1. A compound of formula (I) or a pharmaceutically acceptable salt thereof:

wherein:

R₁selected from hydrogen, fluorine, chlorine, bromine, iodine, C_1-4Alkoxy, cyano, C_1-4Alkylsulfonylamino, phenylsulfonylamino; wherein said phenyl is optionally substituted with 1,2,3, 4, 5 halo;

a is

Wherein n is an integer of 1 to 10; or, A is

Wherein said R₂Selected from hydrogen or C_1-6Alkyl, m is an integer of 1,2,3 or 4.

2. The compound or pharmaceutically acceptable salt thereof according to claim 1, wherein a is

Wherein n is an integer of 1,2,3, 4, 5, 6, 7, 8.

3. The compound of claim 1, or a pharmaceutically acceptable salt thereof, wherein a is

Wherein, R is₂Selected from methyl, ethyl, propyl or isopropyl, and m is 2,3 or 4.

4. A compound or pharmaceutically acceptable salt thereof according to any one of claims 1 to 3, wherein R is₁Selected from the group consisting of hydrogen, fluoro, methoxy, cyano, methylsulfonylamino, 2, 4-difluorophenylsulfonylamino, 2-chloro-4-fluorophenylsulfonylamino, 4-fluorophenylsulfonylamino.

5. The compound of claim 1, or a pharmaceutically acceptable salt thereof, wherein the compound is selected from:

6. a pharmaceutical composition comprising at least one compound according to any one of claims 1 to 5 or a pharmaceutically acceptable salt thereof and optionally a pharmaceutically acceptable carrier and/or excipient.

7. The pharmaceutical composition of claim 6, further comprising a pharmaceutically active ingredient other than said compound or a pharmaceutically acceptable salt thereof.

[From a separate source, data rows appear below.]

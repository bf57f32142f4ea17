//! Content loaders for reading the reference dataset from files.
//!
//! JSON objects are read in file order, which becomes catalog and dropdown
//! order downstream.

pub mod config;
pub mod factory;
pub mod skills;
pub mod units;
pub mod upgrades;

pub use config::ConfigLoader;
pub use factory::ContentFactory;
pub use skills::SkillLoader;
pub use units::UnitLoader;
pub use upgrades::UpgradeLoader;

use std::path::Path;

use anyhow::Context;
use serde::de::DeserializeOwned;

/// Common result type for loaders.
pub type LoadResult<T> = anyhow::Result<T>;

/// Helper function to read file contents.
pub(crate) fn read_file(path: &Path) -> LoadResult<String> {
    std::fs::read_to_string(path)
        .map_err(|e| anyhow::anyhow!("Failed to read file {}: {}", path.display(), e))
}

/// Parses a JSON file into `T`.
pub(crate) fn read_json<T: DeserializeOwned>(path: &Path) -> LoadResult<T> {
    let content = read_file(path)?;
    serde_json::from_str(&content)
        .with_context(|| format!("Failed to parse JSON {}", path.display()))
}

/// Like [`read_json`], but a missing file yields `None`.
pub(crate) fn read_optional_json<T: DeserializeOwned>(path: &Path) -> LoadResult<Option<T>> {
    if !path.exists() {
        tracing::debug!(path = %path.display(), "optional data file not present");
        return Ok(None);
    }
    read_json(path).map(Some)
}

8. Use of a compound according to any one of claims 1 to 5 or a pharmaceutically acceptable salt thereof, or a pharmaceutical composition according to any one of claims 6 or 7, for the manufacture of a medicament for the prevention and/or treatment of PI3K and/or HDAC mediated diseases.

9. The use according to claim 8, wherein the PI3K and/or HDAC mediated disease is selected from the group consisting of a tumor, an autoimmune disease, a renal disease, a cardiovascular disease, an inflammatory disease, a metabolic/endocrine function disorder and a neurological disease.